Es sorprendente el montón de maneras en que los artistas han imaginado un cuerpo muerto en una cruz, alguna verdaderamente retorcida.
 Y es decididamente deprimente recorrer las salas de un museo repletas 
de odas a la muerte. Decenas de crucifixiones, todas ellas distintas, 
repartidas en las paredes, en vitrinas, mostradas exentas incluso; 
hechas en madera, en pintura, en marfil; con colores y sin ellos; con el
 cuerpo vestido y desnudo… A los cristos les sumamos los rostros 
transidos de dolor de los acompañantes del Gólgota; las escenas 
espeluznantes de martirios; las lágrimas de vírgenes y santas; las 
matanzas de inocentes; los rostros severísimos y ancianos de apóstoles y
 otros personajes bíblicos.
Los
 museos de arte católico (los museos, vamos) son una inyección de 
pesimismo, una negación de la vida, la mejor prueba de lo que es una 
religión contra la vida por más que la Teología insista en que la Muerte
 por excelencia se produjo para darnos la vida a los demás (quien lo 
entienda, que lo compre).
 Mis
 dos últimas salidas turísticas han tenido como destino ciudades 
castellanas, donde es mayor la reciedumbre de la versión más castrante 
de la religión, y a pesar de mi interés mediano por la Historia del 
Arte, del último museo salí corriendo, despavorido, harto de esa muerte 
al por mayor repartida en centenares de metros cúbicos de espanto.
A
 la salida, el aire frío de marzo transportaba los acordes de una 
sub-música de cornetas y tambores y, aun temiendo lo que me iba a 
encontrar, acudí hacia ella con la mansedumbre del turista que no puede 
perderse el espectáculo que se le sirve en la calle, sea cual sea.
Y
 de nuevo me encontré con otro cuerpo sangrante subido a una peana. Lo 
rodeaban gente que parecía convencida de estar ejecutando cosas muy 
importantes, como hacer que el teatrillo ambulante cambiase de calle sin
 estamparse con una esquina, grabar el paseo, cargar con más cristos 
portátiles, estar triste, desfilar con el pecho henchido…
Me
 di cuenta entonces de que en las esquinas de las calles había pegados 
azulejos con más cabezas ceñidas por coronas de espinas, estampas de 
santos llorosos, otros mártires ensangrentados. De pronto me vi rodeado 
por edificios encargados y pagados por los patronos de todo ese
 relato, cuyos muros hacen referencia a los mismos episodios terribles, y
 finalmente me pareció que toda la ciudad era un gran escenario de lo gore.
Corrí
 hacia el hotel, temiendo de pronto que se me echasen encima los 
monstruos horrísonos que salían de los aleros, que me alcanzasen los 
instrumentos de tortura, que las escaleras con sudarios anudados a los 
peldaños me obstaculizasen el camino, que me persiguiesen procesiones de
 santas rezando letanías monótonas y angustiosas. 
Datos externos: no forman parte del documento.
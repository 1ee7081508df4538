//! SortContext - 現在のシーケンスと選択中の戦略を保持する
//!
//! Context は自分で戦略を選びません。割り当てられた戦略（SortPolicy か
//! 呼び出し側が直接設定したもの）をそのまま使います。

use tracing::debug;

use crate::domain::{Comparable, SortAlgorithm};
use crate::impls::sort_with;

/// SortContext はシーケンスを排他的に所有する
///
/// # 状態遷移（戦略スロット）
/// - Unset → Assigned(Bubble) | Assigned(Merge)
/// - 明示的な `set_algorithm` だけで遷移し、上書きされるまで保持される
///
/// 内部で同期は行いません。並行に使う場合は呼び出し側で直列化してください。
#[derive(Debug, Clone)]
pub struct SortContext<T> {
    sequence: Vec<T>,
    algorithm: Option<SortAlgorithm>,
}

impl<T> SortContext<T> {
    /// 空のシーケンス、戦略なし
    pub fn new() -> Self {
        Self {
            sequence: Vec::new(),
            algorithm: None,
        }
    }

    pub fn sequence(&self) -> &[T] {
        &self.sequence
    }

    /// シーケンスを丸ごと置き換える（中身の検証はしない）
    pub fn set_sequence(&mut self, sequence: Vec<T>) {
        self.sequence = sequence;
    }

    /// シーケンスを取り出し、Context には空のシーケンスを残す
    pub fn take_sequence(&mut self) -> Vec<T> {
        std::mem::take(&mut self.sequence)
    }

    pub fn into_sequence(self) -> Vec<T> {
        self.sequence
    }

    pub fn algorithm(&self) -> Option<SortAlgorithm> {
        self.algorithm
    }

    pub fn set_algorithm(&mut self, algorithm: SortAlgorithm) {
        self.algorithm = Some(algorithm);
    }
}

impl<T: Comparable + Clone> SortContext<T> {
    /// Runs the assigned algorithm over the held sequence.
    ///
    /// 戦略が未設定なら何もしない（エラーではない）。実行した戦略を返す。
    pub fn sort(&mut self) -> Option<SortAlgorithm> {
        let algorithm = self.algorithm?;
        debug!(%algorithm, len = self.sequence.len(), "sorting sequence");
        sort_with(algorithm, &mut self.sequence);
        Some(algorithm)
    }
}

impl<T> Default for SortContext<T> {
    fn default() -> Self {
        Self::new()
    }
}
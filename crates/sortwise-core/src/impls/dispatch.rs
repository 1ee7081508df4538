//! sort_with - SortAlgorithm から実装への振り分け
//!
//! domain は実装を知らないので、enum → unit struct の対応はここに置きます。

use crate::domain::{Comparable, SortAlgorithm};
use crate::ports::SortStrategy;

use super::{BubbleSort, MergeSort};

/// Sort `input` in place with the selected strategy.
pub fn sort_with<T: Comparable + Clone>(algorithm: SortAlgorithm, input: &mut [T]) {
    match algorithm {
        SortAlgorithm::Bubble => BubbleSort.perform_sort(input),
        SortAlgorithm::Merge => MergeSort.perform_sort(input),
    }
}
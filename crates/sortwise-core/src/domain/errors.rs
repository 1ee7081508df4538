//! Errors - デモ設定まわりのエラー
//!
//! ソートそのものは入力に対して全域なのでエラーを返しません。
//! ここにあるのは設定の読み込み・検証で起きるものだけです。

use chrono::{DateTime, Utc};
use thiserror::Error;

#[derive(Debug, Error)]
pub enum SortwiseError {
    #[error("too many iterations: {iterations} > max={max}")]
    TooManyIterations { iterations: usize, max: usize },

    #[error("sequence too long: length_max={len} > max={max}")]
    SequenceTooLong { len: usize, max: usize },

    #[error("invalid sequence length range: min={min} > max={max}")]
    InvalidLengthRange { min: usize, max: usize },

    #[error("invalid date range: lowest={lowest} > highest={highest}")]
    InvalidDateRange {
        lowest: DateTime<Utc>,
        highest: DateTime<Utc>,
    },

    #[error("config decode: {0}")]
    Config(#[from] serde_json::Error),

    #[error("io: {0}")]
    Io(#[from] std::io::Error),
}
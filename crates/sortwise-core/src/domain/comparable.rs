//! Comparable - ソート対象の値を数値に射影する
//!
//! JavaScript の `Date.valueOf()` と同じく、値をひとつの符号付き整数に写して
//! 比較します。数値の自然順序がそのまま値の順序になります。

use chrono::{DateTime, NaiveDate, NaiveDateTime, Utc};

/// Comparable は全順序を与える数値射影を持つ値
///
/// # 契約
/// - 全域: シーケンス中のどの値に対しても定義されている
/// - 一貫性: 1 回のソート中、同じ値は常に同じ数値を返す
/// - 副作用なし
pub trait Comparable {
    fn value_of(&self) -> i64;
}

/// Milliseconds since the Unix epoch.
impl Comparable for DateTime<Utc> {
    fn value_of(&self) -> i64 {
        self.timestamp_millis()
    }
}

impl Comparable for NaiveDateTime {
    fn value_of(&self) -> i64 {
        self.and_utc().timestamp_millis()
    }
}

/// Midnight UTC of the date, in milliseconds.
impl Comparable for NaiveDate {
    fn value_of(&self) -> i64 {
        self.and_time(chrono::NaiveTime::MIN).and_utc().timestamp_millis()
    }
}

impl Comparable for i64 {
    fn value_of(&self) -> i64 {
        *self
    }
}

impl Comparable for i32 {
    fn value_of(&self) -> i64 {
        i64::from(*self)
    }
}

impl Comparable for u32 {
    fn value_of(&self) -> i64 {
        i64::from(*self)
    }
}

impl<T: Comparable + ?Sized> Comparable for &T {
    fn value_of(&self) -> i64 {
        (**self).value_of()
    }
}
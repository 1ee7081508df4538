//! Impls - ports の実装
//!
//! # 含まれる実装
//! - **BubbleSort** / **MergeSort**: SortStrategy
//! - **sort_with**: SortAlgorithm に応じた振り分け
//! - **RandomDateSource**: デモ用の SequenceSource

pub mod bubble;
pub mod merge;
pub mod dispatch;
pub mod random_dates;

// 主要な型を再エクスポート
pub use self::bubble::BubbleSort;
pub use self::merge::MergeSort;
pub use self::dispatch::sort_with;
pub use self::random_dates::RandomDateSource;
//! SortStrategy port - シーケンスをその場で昇順に並べ替える
//!
//! # 実装
//! - **BubbleSort**: 隣接要素の比較・交換（安定、O(n²)）
//! - **MergeSort**: 分割統治（安定、O(n log n)）

use crate::domain::Comparable;

/// SortStrategy はシーケンスを `value_of` の昇順にソートする
///
/// # 設計原則
/// - ステートレス（自由に作り直し・共有してよい）
/// - 入力は呼び出しの間だけ借用し、戻った後に参照を保持しない
pub trait SortStrategy {
    fn perform_sort<T: Comparable + Clone>(&self, input: &mut [T]);
}
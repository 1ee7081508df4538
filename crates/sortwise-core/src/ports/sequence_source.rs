//! SequenceSource port - デモループに毎回新しいシーケンスを供給する

/// SequenceSource は呼ばれるたびに新しいシーケンスを返す
///
/// 返したシーケンスの所有権は呼び出し側（Context）に移ります。
pub trait SequenceSource<T> {
    fn next_sequence(&mut self) -> Vec<T>;
}

/// あらかじめ用意したシーケンスを順に返す（テスト・スクリプト用）
impl<T> SequenceSource<T> for std::vec::IntoIter<Vec<T>> {
    fn next_sequence(&mut self) -> Vec<T> {
        self.next().unwrap_or_default()
    }
}

#[cfg(test)]
mod tests {
    use super::*;

    #[test]
    fn scripted_source_yields_in_order_then_empty() {
        let mut source = vec![vec![3_i64, 1], vec![2]].into_iter();
        assert_eq!(source.next_sequence(), vec![3, 1]);
        assert_eq!(source.next_sequence(), vec![2]);
        assert!(source.next_sequence().is_empty());
    }
}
Hice la maleta de cualquier manera (como siempre) y, cuando anochecía, me subí al coche y me fui de la ciudad. He prometido no volver a la vieja Castilla por lo menos en una década. Me da miedo.
Hice la maleta de cualquier manera (como siempre) y, cuando anochecía, me subí al coche y me fui de la ciudad. He prometido no volver a la vieja Castilla por lo menos en una década. Me da miedo.